Il y a des groupes qui ne progressent pas, qui restent sur leurs acquis, qui ne veulent pas évoluer et proposer quelque chose de neuf. Le groupe de l’Ohio
Miss May I en fait partie. Après une démo et un premier album on ne peut plus basique mais qui a quand même su séduit de nombreux fans, les Chrétiens de Troy (sans mauvais jeu de mots) reviennent un an plus tard avec un nouvel opus nommé
Monument et le résultat n’est guère convaincant.
Tout commence avec la mise en ligne de leur titre promo "
Relentless Chaos", une bonne petite surprise bien burnée, mélodique et efficace, un titre accrocheur qui, sans rien révolutionner dans le metalcore, arrivait à tenir suffisamment en haleine l’auditeur déçu d’
Apologies Are for the Weak. L’espoir renaissait en moi :
Miss May I allait proposer du metalcore puissant avec une efficacité prononcée. Confiant, je réitère une belle erreur : commander le CD sans l’avoir au préalable écouté en entier. Qu’importe, je suis confiant. Je suis confiant mais hélas à nouveau déçu : le disque est une déception à laquelle je ne m’attendais vraiment pas, comme quoi un excellent titre promo peut être trompeur par rapport à l’ensemble de la galette.

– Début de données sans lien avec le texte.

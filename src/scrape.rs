//! Interpretation protocol for upload responses.
//!
//! The backend answers an asynchronous form upload with HTML: either a
//! meta-refresh stub, a rendered task-status page, or the original page with
//! flash messages baked in. The client has to infer the server's intent from
//! the body text, in a fixed priority order.

use fancy_regex::Regex;

use crate::html::parse_html;
use crate::{Error, Result};

/// Literal `<title>` text of the rendered task-status page.
pub const TASK_STATUS_TITLE: &str = "Task Status - Karhuno Analysis System";

const META_REFRESH_PATTERN: &str = r#"<meta http-equiv="refresh" content="0; url=([^"]+)">"#;
const BACK_TO_CLIENT_PATTERN: &str = r#"href="([^"]+)"\s+class="btn btn-secondary">Back to Client"#;
const TASK_ID_PATTERN: &str = r"const taskId = (\d+);";

/// Decision derived from an upload response body.
#[derive(Debug, Clone, PartialEq, Eq)]
pub enum UploadOutcome {
    /// Meta-refresh target; navigate there verbatim.
    Redirect(String),
    /// Task-status page; navigate to [`UploadOutcome::task_status_path`].
    TaskStatus(u64),
    /// First flash message found in the body; surface it to the user.
    Flash(String),
    /// No recognizable marker; surface a generic decode failure.
    Opaque,
}

impl UploadOutcome {
    pub fn task_status_path(task_id: u64) -> String {
        format!("/task/{task_id}")
    }
}

/// Classifies a raw upload response body.
///
/// Priority order: meta-refresh short-circuits everything, then the
/// task-status page markers, then flash messages, then [`UploadOutcome::Opaque`].
/// A body that fails to parse as HTML is treated as opaque rather than an
/// error; browsers' `DOMParser` never throws on text/html either.
pub fn interpret_upload_response(body: &str) -> Result<UploadOutcome> {
    if let Some(url) = capture_first(META_REFRESH_PATTERN, body)? {
        return Ok(UploadOutcome::Redirect(url));
    }

    if body.contains(&format!("<title>{TASK_STATUS_TITLE}</title>")) {
        // The back-link confirms the page shape; the numeric id lives in an
        // inline script. Either one missing falls through to flash handling.
        if capture_first(BACK_TO_CLIENT_PATTERN, body)?.is_some() {
            if let Some(raw_id) = capture_first(TASK_ID_PATTERN, body)? {
                if let Ok(task_id) = raw_id.parse::<u64>() {
                    return Ok(UploadOutcome::TaskStatus(task_id));
                }
            }
        }
    }

    let Ok(dom) = parse_html(body) else {
        return Ok(UploadOutcome::Opaque);
    };
    if let Some(first_alert) = dom.elements_with_class("alert").into_iter().next() {
        let message = dom.text_content(first_alert).trim().to_string();
        return Ok(UploadOutcome::Flash(message));
    }

    Ok(UploadOutcome::Opaque)
}

fn capture_first(pattern: &str, body: &str) -> Result<Option<String>> {
    let regex = Regex::new(pattern).map_err(|err| Error::Scrape(err.to_string()))?;
    let captures = regex
        .captures(body)
        .map_err(|err| Error::Scrape(err.to_string()))?;
    Ok(captures
        .and_then(|captures| captures.get(1).map(|group| group.as_str().to_string())))
}
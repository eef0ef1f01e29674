//! Page environment: the DOM plus captured browser side effects.
//!
//! Controllers never touch a real browser. Alerts, navigations, and
//! diagnostic lines are recorded here and drained by tests, the same way the
//! transport seam records requests.

use std::collections::{HashMap, VecDeque};

use crate::dom::{Dom, NodeId};
use crate::html::parse_html;
use crate::{Error, Result};

const DEFAULT_LOG_LIMIT: usize = 10_000;

#[derive(Debug)]
pub struct Page {
    pub(crate) dom: Dom,
    document_url: String,
    alert_messages: Vec<String>,
    navigations: Vec<String>,
    logs: VecDeque<String>,
    log_limit: usize,
}

impl Page {
    pub fn from_html(html: &str) -> Result<Self> {
        Self::from_html_with_url("about:blank", html)
    }

    pub fn from_html_with_url(url: &str, html: &str) -> Result<Self> {
        Ok(Self {
            dom: parse_html(html)?,
            document_url: url.to_string(),
            alert_messages: Vec::new(),
            navigations: Vec::new(),
            logs: VecDeque::new(),
            log_limit: DEFAULT_LOG_LIMIT,
        })
    }

    pub fn document_url(&self) -> &str {
        &self.document_url
    }

    /// Records a `window.location` assignment. The url becomes the current
    /// document url; the DOM is left as-is since the page is leaving anyway.
    pub fn navigate(&mut self, url: &str) {
        self.log_line(format!("[page] navigate url={url}"));
        self.document_url = url.to_string();
        self.navigations.push(url.to_string());
    }

    pub fn take_navigations(&mut self) -> Vec<String> {
        std::mem::take(&mut self.navigations)
    }

    /// Records a blocking `alert()` notification.
    pub fn alert(&mut self, message: &str) {
        self.alert_messages.push(message.to_string());
    }

    pub fn take_alert_messages(&mut self) -> Vec<String> {
        std::mem::take(&mut self.alert_messages)
    }

    pub fn log_line(&mut self, line: String) {
        if self.logs.len() >= self.log_limit {
            self.logs.pop_front();
        }
        self.logs.push_back(line);
    }

    pub fn take_logs(&mut self) -> Vec<String> {
        std::mem::take(&mut self.logs).into()
    }

    pub fn set_log_limit(&mut self, max_entries: usize) -> Result<()> {
        if max_entries == 0 {
            return Err(Error::Binding(
                "set_log_limit requires at least 1 entry".into(),
            ));
        }
        self.log_limit = max_entries;
        while self.logs.len() > self.log_limit {
            self.logs.pop_front();
        }
        Ok(())
    }

    /// Appends a `<style>` element with the given CSS to `<head>`, creating
    /// the head element for fragment documents that lack one.
    pub fn inject_style(&mut self, css: &str) -> NodeId {
        let head = self.dom.first_element_by_tag("head").unwrap_or_else(|| {
            let root = self.dom.root;
            self.dom.create_element(root, "head".to_string(), HashMap::new())
        });
        let style = self
            .dom
            .create_element(head, "style".to_string(), HashMap::new());
        self.dom.create_text(style, css.to_string());
        style
    }

    pub fn by_id(&self, id: &str) -> Result<NodeId> {
        self.dom
            .by_id(id)
            .ok_or_else(|| Error::MissingElement(format!("#{id}")))
    }

    pub fn elements_with_class(&self, class_name: &str) -> Vec<NodeId> {
        self.dom.elements_with_class(class_name)
    }

    pub fn tag_name(&self, node: NodeId) -> Option<String> {
        self.dom.tag_name(node).map(str::to_string)
    }

    pub fn attr(&self, node: NodeId, name: &str) -> Option<String> {
        self.dom.attr(node, name)
    }

    pub fn text(&self, node: NodeId) -> String {
        self.dom.text_content(node)
    }

    pub fn set_text(&mut self, node: NodeId, text: &str) {
        self.dom.set_text(node, text);
    }

    pub fn value(&self, node: NodeId) -> String {
        self.dom.value(node)
    }

    pub fn set_value(&mut self, node: NodeId, value: &str) {
        self.dom.set_value(node, value);
    }

    pub fn disabled(&self, node: NodeId) -> bool {
        self.dom.disabled(node)
    }

    pub fn set_disabled(&mut self, node: NodeId, disabled: bool) {
        self.dom.set_disabled(node, disabled);
    }

    /// Text of the first `<style>` under `<head>`, for asserting injected CSS.
    pub fn head_style_text(&self) -> Option<String> {
        let head = self.dom.first_element_by_tag("head")?;
        let mut elements = Vec::new();
        self.dom.collect_elements(head, &mut elements);
        elements
            .into_iter()
            .find(|node| {
                self.dom
                    .tag_name(*node)
                    .is_some_and(|tag| tag.eq_ignore_ascii_case("style"))
            })
            .map(|node| self.dom.text_content(node))
    }
}

#[cfg(test)]
mod tests {
    use super::*;

    #[test]
    fn navigation_updates_document_url_and_is_recorded() {
        let mut page = Page::from_html_with_url("/start", "<div></div>").unwrap();
        page.navigate("/task/42");
        assert_eq!(page.document_url(), "/task/42");
        assert_eq!(page.take_navigations(), vec!["/task/42".to_string()]);
        assert!(page.take_navigations().is_empty());
    }

    #[test]
    fn log_limit_drops_oldest_lines() {
        let mut page = Page::from_html("<div></div>").unwrap();
        page.set_log_limit(2).unwrap();
        page.log_line("one".into());
        page.log_line("two".into());
        page.log_line("three".into());
        assert_eq!(page.take_logs(), vec!["two".to_string(), "three".to_string()]);
        assert!(page.set_log_limit(0).is_err());
    }

    #[test]
    fn inject_style_creates_head_for_fragments() {
        let mut page = Page::from_html("<div>fragment</div>").unwrap();
        page.inject_style(".x { color: red; }");
        assert!(page.head_style_text().unwrap().contains("color: red"));
    }

    #[test]
    fn by_id_reports_missing_elements() {
        let page = Page::from_html("<div id=\"known\"></div>").unwrap();
        assert!(page.by_id("known").is_ok());
        assert_eq!(
            page.by_id("unknown").unwrap_err(),
            Error::MissingElement("#unknown".to_string())
        );
    }
}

Toujours chez Rise Records, toujours produit par Joey Sturgis, toujours un son du tonnerre bien mixé, toujours une magnifique pochette,
Monument a le mérite d’être un CD indéniablement bien réalisé. Mais hélas, le son est une toute autre paire de manche : basique, répétitif, sans aucune personnalité, ennuyeux parfois, sans réelle innovation ni claque auditive, on a l’impression d’écouter des pistes cachées de leur précédent opus. J’exagère un petit peu, certes. L’identité du groupe se calque sur
As I Lay Dying (même type de riffs, l’efficacité en moins, même structures, etc…), le scream est d’un commun effarant, le chant clair du nouveau venu Ryan Neff est encore plus insignifiant que celui de Josh Gillespie sur
Apologies Are for the Weak… Bref,
Miss May I continuent de faire le même metalcore qu’il y a dix ans, celui dont on connait toutes les ficelles, celui dont on a vu passer des centaines de groupes tous aussi similaires qu’insignifiants et je reste d’ailleurs bête devant le succès de
Miss May I, la formation ne proposant que des compos aux airs de flagrants déjà-vu.

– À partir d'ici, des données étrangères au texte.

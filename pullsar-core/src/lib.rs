//! pullsar-core
//!
//! Core types, traits, and display logic shared across the Pullsar crates.
//!
//! - `types`: re-exported payloads, query state, and configuration.
//! - `connector`: the `StatsConnector` trait every data source implements.
//! - `pagination`: page-window computation for pager controls.
//! - `timeseries`: merging independently fetched series into chart rows.
//! - `comparison`: the comparison tray's selection, colors, and visibility.
//! - `labels` / `dates`: display helpers for names, trends, and calendar days.
//!
//! Everything outside `connector` and `middleware` is synchronous and pure:
//! hosts re-run these functions whenever their inputs change.
#![warn(missing_docs)]

/// The `StatsConnector` interface implemented by data sources.
pub mod connector;
/// Middleware trait implemented by connector wrappers.
pub mod middleware;

pub mod comparison;
pub mod dates;
pub mod labels;
pub mod pagination;
/// Time-series utilities for merging chart data.
pub mod timeseries;
pub mod types;

pub use comparison::{ChartSeries, ComparisonChart, ComparisonEntry, ComparisonSet, LINE_COLORS};
pub use connector::StatsConnector;
pub use labels::{Breadcrumb, Trend, breadcrumbs, format_trend, label_for};
pub use middleware::Middleware;
pub use pagination::{PageEntry, PageSet, Pager, compute_window, total_pages};
pub use timeseries::merge::{MergedRow, NamedSeries, SeriesPoint, merge_series, series_names};
pub use types::*;
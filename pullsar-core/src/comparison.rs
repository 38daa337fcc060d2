//! Selection state behind the comparison tray.
//!
//! Users pick items from a listing to compare; each picked item gets a line
//! color by position and can be hidden from the chart without being removed.

use serde::{Deserialize, Serialize};

use crate::labels::label_for;
use crate::timeseries::merge::{MergedRow, NamedSeries, merge_series};
use pullsar_types::{Level, ListItem};

/// Line colors assigned to compared items, in selection order.
pub const LINE_COLORS: [&str; 10] = [
    "#0284c7", // blue
    "#22c55e", // green
    "#ef4444", // red
    "#eab308", // yellow
    "#8b5cf6", // violet
    "#ec4899", // pink
    "#14b8a6", // teal
    "#f97316", // orange
    "#84cc16", // lime
    "#06b6d4", // cyan
];

/// An item picked for comparison.
#[derive(Debug, Clone, PartialEq, Serialize, Deserialize)]
pub struct ComparisonEntry {
    /// The listing row as it was when picked.
    pub item: ListItem,
    /// Whether the item's line is drawn.
    pub visible: bool,
}

/// A series ready for a multi-line chart.
#[derive(Debug, Clone, PartialEq, Eq, Serialize)]
pub struct ChartSeries {
    /// Display label; also the column name in `ComparisonChart::rows`.
    pub label: String,
    /// Full entity name the series belongs to.
    pub name: String,
    /// Line color.
    pub color: &'static str,
}

/// Chart model for the comparison tray.
#[derive(Debug, Clone, PartialEq, Eq, Serialize, Default)]
pub struct ComparisonChart {
    /// Visible series in selection order.
    pub series: Vec<ChartSeries>,
    /// Date-sorted rows keyed by series label.
    pub rows: Vec<MergedRow>,
}

/// Ordered set of items picked for comparison, keyed by item name.
#[derive(Debug, Clone, PartialEq, Serialize, Deserialize, Default)]
pub struct ComparisonSet {
    level: Option<Level>,
    entries: Vec<ComparisonEntry>,
}

impl ComparisonSet {
    /// Empty selection.
    #[must_use]
    pub fn new() -> Self {
        Self::default()
    }

    /// Add `item` when absent, remove it when present.
    ///
    /// Returns true when the item is selected after the call.
    pub fn toggle(&mut self, item: ListItem) -> bool {
        if self.remove(&item.name) {
            return false;
        }
        self.entries.push(ComparisonEntry {
            item,
            visible: true,
        });
        true
    }

    /// Remove the item named `name`. Returns whether it was selected.
    pub fn remove(&mut self, name: &str) -> bool {
        let before = self.entries.len();
        self.entries.retain(|e| e.item.name != name);
        self.entries.len() != before
    }

    /// Drop every selected item.
    pub fn clear(&mut self) {
        self.entries.clear();
    }

    /// Clear the selection when the listing moves to another level.
    ///
    /// Items from different levels are never compared with each other.
    pub fn reset_for(&mut self, level: Level) {
        if self.level != Some(level) {
            self.entries.clear();
            self.level = Some(level);
        }
    }

    /// Whether an item named `name` is selected.
    #[must_use]
    pub fn contains(&self, name: &str) -> bool {
        self.entries.iter().any(|e| e.item.name == name)
    }

    /// Number of selected items.
    #[must_use]
    pub fn len(&self) -> usize {
        self.entries.len()
    }

    /// True when nothing is selected. The tray closes in that state.
    #[must_use]
    pub fn is_empty(&self) -> bool {
        self.entries.is_empty()
    }

    /// Selected items in selection order.
    #[must_use]
    pub fn entries(&self) -> &[ComparisonEntry] {
        &self.entries
    }

    /// Show or hide the line of the item named `name`.
    ///
    /// Returns the new visibility, or `None` when the item is not selected.
    pub fn toggle_visibility(&mut self, name: &str) -> Option<bool> {
        let entry = self.entries.iter_mut().find(|e| e.item.name == name)?;
        entry.visible = !entry.visible;
        Some(entry.visible)
    }

    /// Line color of the item named `name`.
    #[must_use]
    pub fn color_of(&self, name: &str) -> Option<&'static str> {
        self.entries
            .iter()
            .position(|e| e.item.name == name)
            .map(|i| LINE_COLORS[i % LINE_COLORS.len()])
    }

    /// Build the chart of visible items, labelled for `level`.
    #[must_use]
    pub fn chart(&self, level: Level) -> ComparisonChart {
        let mut series = Vec::new();
        let mut inputs = Vec::new();
        for (i, entry) in self.entries.iter().enumerate() {
            if !entry.visible {
                continue;
            }
            let label = label_for(level, &entry.item.name).to_string();
            inputs.push(NamedSeries::from_chart(
                label.clone(),
                &entry.item.stats.chart_data,
            ));
            series.push(ChartSeries {
                label,
                name: entry.item.name.clone(),
                color: LINE_COLORS[i % LINE_COLORS.len()],
            });
        }
        ComparisonChart {
            series,
            rows: merge_series(inputs),
        }
    }
}
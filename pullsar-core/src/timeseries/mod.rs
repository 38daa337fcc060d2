//! Time-series helpers for chart rendering.

/// Merge named series into date-keyed rows for multi-line charts.
pub mod merge;
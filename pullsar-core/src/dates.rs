//! Calendar-day helpers for filter defaults, axis labels, and export names.

use chrono::{Days, NaiveDate};

use crate::PullsarError;
use pullsar_types::DATE_FORMAT;

/// The day `n` days before `today`, clamped to the earliest representable date.
#[must_use]
pub fn days_ago(today: NaiveDate, n: u64) -> NaiveDate {
    today
        .checked_sub_days(Days::new(n))
        .unwrap_or(NaiveDate::MIN)
}

/// Parse a `YYYY-MM-DD` date.
///
/// # Errors
/// Returns `InvalidArg` when `s` is not a calendar day in that format.
pub fn parse_date(s: &str) -> Result<NaiveDate, PullsarError> {
    NaiveDate::parse_from_str(s, DATE_FORMAT)
        .map_err(|_| PullsarError::InvalidArg(format!("Date must be in YYYY-MM-DD format: {s}")))
}

/// Axis label such as `"Jan 5"`.
#[must_use]
pub fn format_short(date: NaiveDate) -> String {
    date.format("%b %-d").to_string()
}

/// Axis label for a wire date; unparsable input is returned unchanged.
#[must_use]
pub fn format_short_str(date: &str) -> String {
    parse_date(date).map_or_else(|_| date.to_string(), format_short)
}

/// File name offered for a CSV export made on `today`.
#[must_use]
pub fn export_file_name(today: NaiveDate) -> String {
    format!("pullsar_export_{}.csv", today.format(DATE_FORMAT))
}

Petite introspection des quelques titres convenables de l’album : les sympathiquement classiques "Answers", "Gears" et "We Have
Fallen", aux riffs mélo-bourrins déjà-vus (j’insiste sur ce terme, parfait reflet de ce que propose le groupe), et bien sûr le très très bon "
Relentless Chaos", véritable single accrocheur parfaitement construit, perle rare de l’album. On retiendra également le titre itunes "

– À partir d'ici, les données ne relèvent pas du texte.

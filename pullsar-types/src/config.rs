//! Configuration types shared across the orchestrator, middleware, and connectors.

use std::collections::HashMap;
use std::time::Duration;

use serde::{Deserialize, Serialize};

use crate::Capability;

/// Environment variable overriding the API base URL.
const API_BASE_ENV: &str = "PULLSAR_API_BASE";

/// Longest TTL handed to cache stores; larger values are clamped.
const MAX_TTL: Duration = Duration::from_secs(365 * 24 * 60 * 60);

/// Global configuration for the `Pullsar` orchestrator.
#[derive(Debug, Clone, Serialize, Deserialize)]
pub struct PullsarConfig {
    /// Timeout for individual connector calls.
    pub provider_timeout: Duration,
    /// Optional deadline for operations that fan out to several calls
    /// (e.g. overview, filter options).
    pub request_timeout: Option<Duration>,
}

impl Default for PullsarConfig {
    fn default() -> Self {
        Self {
            provider_timeout: Duration::from_secs(10),
            request_timeout: None,
        }
    }
}

/// Settings for the HTTP connector.
#[derive(Debug, Clone, Serialize, Deserialize)]
pub struct HttpConfig {
    /// Base URL every endpoint path is appended to, e.g. `http://localhost:8000/api/v1`.
    pub base_url: String,
    /// Per-request timeout applied by the HTTP client.
    pub timeout: Duration,
    /// User agent sent with each request.
    pub user_agent: String,
}

impl Default for HttpConfig {
    fn default() -> Self {
        Self {
            base_url: "http://localhost:8000/api/v1".to_string(),
            timeout: Duration::from_secs(30),
            user_agent: concat!("pullsar/", env!("CARGO_PKG_VERSION")).to_string(),
        }
    }
}

impl HttpConfig {
    /// Defaults, with `base_url` taken from `PULLSAR_API_BASE` when set and non-empty.
    #[must_use]
    pub fn from_env() -> Self {
        let mut cfg = Self::default();
        if let Ok(base) = std::env::var(API_BASE_ENV)
            && !base.trim().is_empty()
        {
            cfg.base_url = base.trim().to_string();
        }
        cfg
    }
}

/// Configuration for the caching middleware.
///
/// A TTL of zero disables caching for that capability.
#[derive(Debug, Clone, Serialize, Deserialize)]
pub struct CacheConfig {
    /// Default time-to-live in milliseconds applied when no per-capability override exists.
    pub default_ttl_ms: u64,
    /// Default maximum entries per capability store.
    pub default_max_entries: u64,
    /// Per-capability TTL overrides in milliseconds.
    pub per_capability_ttl_ms: HashMap<Capability, u64>,
    /// Per-capability capacity overrides.
    pub per_capability_max_entries: HashMap<Capability, u64>,
}

impl Default for CacheConfig {
    fn default() -> Self {
        let mut per_capability_ttl_ms = HashMap::new();
        // server configuration does not change while the dashboard is open
        per_capability_ttl_ms.insert(Capability::Config, u64::MAX);
        per_capability_ttl_ms.insert(Capability::OcpVersions, 60 * 60 * 1000);
        per_capability_ttl_ms.insert(Capability::SortTypes, 60 * 60 * 1000);
        per_capability_ttl_ms.insert(Capability::Summary, 5 * 60 * 1000);
        per_capability_ttl_ms.insert(Capability::ExportCsv, 0);
        Self {
            default_ttl_ms: 60 * 1000,
            default_max_entries: 256,
            per_capability_ttl_ms,
            per_capability_max_entries: HashMap::new(),
        }
    }
}

impl CacheConfig {
    /// Effective TTL for a capability, or `None` when caching is disabled for it.
    ///
    /// Values above one year are clamped to one year.
    #[must_use]
    pub fn ttl_for(&self, cap: Capability) -> Option<Duration> {
        let ms = self
            .per_capability_ttl_ms
            .get(&cap)
            .copied()
            .unwrap_or(self.default_ttl_ms);
        (ms > 0).then(|| Duration::from_millis(ms).min(MAX_TTL))
    }

    /// Effective capacity for a capability (at least one entry).
    #[must_use]
    pub fn capacity_for(&self, cap: Capability) -> u64 {
        self.per_capability_max_entries
            .get(&cap)
            .copied()
            .unwrap_or(self.default_max_entries)
            .max(1)
    }
}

Rust" avec la présence de Brandan Schieppati de
Bleeding Through, un morceau tout simplement excellent avec ses breakdowns fracassants, son chant constamment nerveux, sa brutalité contrôlée, son efficience inédite (pour le groupe). Dommage en revanche que ces quelques samples brouillons très mal mixés et inutiles viennent parsemer le morceau d’une incohérence artistique. Pour le reste, c’est bien évidemment des titres similaires qui s’entrechoquent et l’inévitable ballade nommée ici "In Recognition" dont le chant rappelle celui de Burton C. Bell de
Fear Factory (si si).
Bref,
Monument a trompé son monde dans le mauvais sens, et s’avère encore plus basique que son prédécesseur (qui arrivait quand même à proposer de temps en temps quelques riffs sympas). Ici, on a l’impression d’écouter encore une fois un énième produit metalcore avec une décennie de retard, un CD pas désagréable en soi mais franchement inutile. À quand une once de personnalité messieurs ?
Et un grand merci à Arachnid pour toutes tes chroniques.
La meilleure chanson de l'album reste "Descending Discovery" qui envoie du lourd.